A stochastic method to predict the consequence of arbitrary forms of spike-timing-dependent plasticity.

作者信息

Câteau Hideyuki, Fukai Tomoki

机构信息

Core Research for the Evolutional Science and Technology Program, JST, Tokyo 1948610, Japan.

出版信息

Neural Comput. 2003 Mar;15(3):597-620. doi: 10.1162/089976603321192095.

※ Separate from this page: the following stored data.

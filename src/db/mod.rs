// src/db/mod.rs
//
// Database module
//
// Provides:
// - Connection pooling
// - Schema migrations
// - Database utilities

pub mod connection;
pub mod migrations;

pub use connection::{
    create_connection_pool, create_test_connection, get_connection, ConnectionPool, PooledConn,
};

pub use migrations::{
    get_database_stats, initialize_database, verify_database_integrity, DatabaseStats,
};
// src/application/mod.rs
//
// Application Layer
//
// ARCHITECTURE:
// - The boundary between the UI host and the services
// - Translates between DTOs and domain entities
// - Never holds business rules

pub mod commands;
pub mod dto;
pub mod error_handling;
pub mod state;

pub use dto::*;
pub use error_handling::{ErrorResponse, ErrorType};
pub use state::AppState;
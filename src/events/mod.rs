// src/events/mod.rs
//
// Internal Event System - Public API
//
// EventHandler is internal to the bus and is not exported.

pub mod bus;
pub mod types;

pub use types::DomainEvent;

pub use types::{
    // Continue watching
    ContinueWatchingUpdated,
    // Playback
    PlaybackClosed,
    PlaybackStarted,
    PlayerMessageRejected,
    // Progress
    ProgressForgotten,
    ProgressPersisted,
};

pub use bus::{EventBus, EventLogEntry};

/// Initialize a new event bus
pub fn create_event_bus() -> EventBus {
    EventBus::new()
}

DOI:10.1162/089976603321192095
PMID:12620159
Abstract

Synapses in various neural preparations exhibit spike-timing-dependent plasticity (STDP) with a variety of learning window functions. The window functions determine the magnitude and the polarity of synaptic change according to the time difference of pre- and postsynaptic spikes. Numerical experiments revealed that STDP learning with a single-exponential window function resulted in a bimodal distribution of synaptic conductances as a consequence of competition between synapses. A slightly modified window function, however, resulted in a unimodal distribution rather than a bimodal distribution. Since various window functions have been observed in neural preparations, we develop a rigorous mathematical method to calculate the conductance distribution for any given window function. Our method is based on the Fokker-Planck equation to determine the conductance distribution and on the Ornstein-Uhlenbeck process to characterize the membrane potential fluctuations. Demonstrating that our method reproduces the known quantitative results of STDP learning, we apply the method to the type of STDP learning found recently in the CA1 region of the rat hippocampus. We find that this learning can result in nearly optimized competition between synapses. Meanwhile, we find that the type of STDP learning found in the cerebellum-like structure of electric fish can result in all-or-none synapses: either all the synaptic conductances are maximized, or none of them becomes significantly large. Our method also determines the window function that optimizes synaptic competition.

摘要

在各种神经制剂中,突触表现出具有多种学习窗口函数的尖峰时间依赖性可塑性(STDP)。这些窗口函数根据突触前和突触后尖峰的时间差来确定突触变化的幅度和极性。数值实验表明,使用单指数窗口函数的STDP学习会由于突触之间的竞争而导致突触电导的双峰分布。然而,一个稍微修改过的窗口函数会导致单峰分布而不是双峰分布。由于在神经制剂中观察到了各种窗口函数,我们开发了一种严格的数学方法来计算任何给定窗口函数的电导分布。我们的方法基于福克 - 普朗克方程来确定电导分布,并基于奥恩斯坦 - 乌伦贝克过程来表征膜电位波动。在证明我们的方法能够重现STDP学习的已知定量结果后,我们将该方法应用于最近在大鼠海马体CA1区域发现的STDP学习类型。我们发现这种学习可以导致突触之间几乎达到最优竞争。同时,我们发现电鱼类似小脑结构中发现的STDP学习类型会导致全或无突触:要么所有突触电导都最大化,要么它们都不会变得显著大。我们的方法还能确定优化突触竞争的窗口函数。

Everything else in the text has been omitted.